Knoble argues the information obtained from the examination need not be used against him in order for the polygraph to be considered unconstitutional, as the information sought could lead to the disclosure of facts that would establish guilt or provide an essential link by which guilt could be established. See Commonwealth v. Saranchak, 866 A.2d 292, 303 (Pa. 2005) (Fifth Amendment privilege applies not only to disclosure of facts which would alone establish guilt, but to any fact which may provide essential evidentiary link by which guilt could be established). He also claims the information gained from the polygraph examination has been used against him as a means of probation violation, as a basis for new criminal charges raised against him, and could be used to establish a modus operandi permitting his prosecution in cases where he did not even know the victim.

The United States Supreme Court addressed the issue of Fifth Amendment application to probationers in Murphy, a factually similar case to the one before us.
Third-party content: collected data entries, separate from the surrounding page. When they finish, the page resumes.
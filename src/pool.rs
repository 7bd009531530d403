//! Indexed, immutable collections of parsed classes.
//!
//! Each pool represents one physical source (an archive, a directory, a
//! synthetic union) and reports its origin for diagnostics. Names are unique
//! within one pool; the same name appearing in different pools is expected
//! and resolution precedence decides which one wins.

use std::collections::BTreeMap;
use std::sync::Arc;

use crate::model::BinaryClass;

/// A class that failed to parse, kept so the owning run can report it.
#[derive(Clone, Debug)]
pub struct MalformedEntry {
    pub name: String,
    pub reason: String,
}

/// One indexed source of classes.
pub trait ClassPool: Send + Sync {
    /// Look up a class by binary name.
    fn find(&self, name: &str) -> Option<Arc<BinaryClass>>;

    fn contains(&self, name: &str) -> bool {
        self.find(name).is_some()
    }

    /// All class names, in deterministic (sorted) order.
    fn all_names(&self) -> Vec<String>;

    fn is_empty(&self) -> bool;

    /// Descriptive moniker of the physical source, diagnostics only.
    fn origin(&self) -> &str;

    /// Entries of this source that did not parse.
    fn malformed(&self) -> &[MalformedEntry] {
        &[]
    }
}

/// The identity element for pool union: no classes at all.
pub struct EmptyPool;

impl ClassPool for EmptyPool {
    fn find(&self, _name: &str) -> Option<Arc<BinaryClass>> {
        None
    }

    fn all_names(&self) -> Vec<String> {
        Vec::new()
    }

    fn is_empty(&self) -> bool {
        true
    }

    fn origin(&self) -> &str {
        "<empty>"
    }
}

/// A pool of eagerly parsed classes keyed by name.
///
/// Lookups are infallible; whatever could go wrong went wrong while the
/// pool was built.
pub struct ParsedPool {
    origin: String,
    classes: BTreeMap<String, Arc<BinaryClass>>,
    malformed: Vec<MalformedEntry>,
}

impl ParsedPool {
    pub fn from_classes(origin: impl Into<String>, classes: Vec<BinaryClass>) -> ParsedPool {
        let classes = classes
            .into_iter()
            .map(|class| (class.name.clone(), Arc::new(class)))
            .collect();
        ParsedPool {
            origin: origin.into(),
            classes,
            malformed: Vec::new(),
        }
    }

    pub(crate) fn from_parts(
        origin: String,
        classes: BTreeMap<String, Arc<BinaryClass>>,
        malformed: Vec<MalformedEntry>,
    ) -> ParsedPool {
        ParsedPool {
            origin,
            classes,
            malformed,
        }
    }
}

impl ClassPool for ParsedPool {
    fn find(&self, name: &str) -> Option<Arc<BinaryClass>> {
        self.classes.get(name).cloned()
    }

    fn contains(&self, name: &str) -> bool {
        self.classes.contains_key(name)
    }

    fn all_names(&self) -> Vec<String> {
        self.classes.keys().cloned().collect()
    }

    fn is_empty(&self) -> bool {
        self.classes.is_empty() && self.malformed.is_empty()
    }

    fn origin(&self) -> &str {
        &self.origin
    }

    fn malformed(&self) -> &[MalformedEntry] {
        &self.malformed
    }
}

/// Union of several pools: first member to contain a name wins.
pub struct UnionPool {
    origin: String,
    members: Vec<Arc<dyn ClassPool>>,
}

impl UnionPool {
    /// Compose pools, skipping empty members. Degenerates to the single
    /// non-empty member, or to [`EmptyPool`] when nothing is left.
    pub fn union(members: Vec<Arc<dyn ClassPool>>) -> Arc<dyn ClassPool> {
        let mut members: Vec<Arc<dyn ClassPool>> =
            members.into_iter().filter(|pool| !pool.is_empty()).collect();
        match members.len() {
            0 => Arc::new(EmptyPool),
            1 => members.remove(0),
            _ => {
                let origin = members
                    .iter()
                    .map(|pool| pool.origin())
                    .collect::<Vec<_>>()
                    .join(" + ");
                Arc::new(UnionPool { origin, members })
            }
        }
    }
}

impl ClassPool for UnionPool {
    fn find(&self, name: &str) -> Option<Arc<BinaryClass>> {
        self.members.iter().find_map(|pool| pool.find(name))
    }

    fn all_names(&self) -> Vec<String> {
        let mut names: Vec<String> = self
            .members
            .iter()
            .flat_map(|pool| pool.all_names())
            .collect();
        names.sort();
        names.dedup();
        names
    }

    fn is_empty(&self) -> bool {
        self.members.iter().all(|pool| pool.is_empty())
    }

    fn origin(&self) -> &str {
        &self.origin
    }
}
As part of his probation, Murphy was required to participate in a sex offender treatment program, report to his probation officer as required, and be completely honest with the officer in all matters. Murphy, at 422. At some point, the probation officer was advised that during the course of treatment, Murphy admitted to a previous rape and murder. Id., at 423. The officer set up a meeting with Murphy, and Murphy admitted to the previous rape and murder. Id., at 424. The officer informed Murphy she had a duty to inform the authorities of the conduct; Murphy was eventually arrested and charged with first degree murder. Id., at 424-25.

The Court granted certiorari to consider whether "a statement made by a probationer to his probation officer without prior warnings is admissible in a subsequent criminal proceeding." Id., at 425. The Court noted the Fifth Amendment privilege speaks to compulsion and does not preclude voluntary testimony regarding incriminatory matters; therefore, if a speaker desires the privilege's protection, he must claim it, or his statement will not be considered "compelled" within the meaning of the Constitution. Id., at 427 (citing ...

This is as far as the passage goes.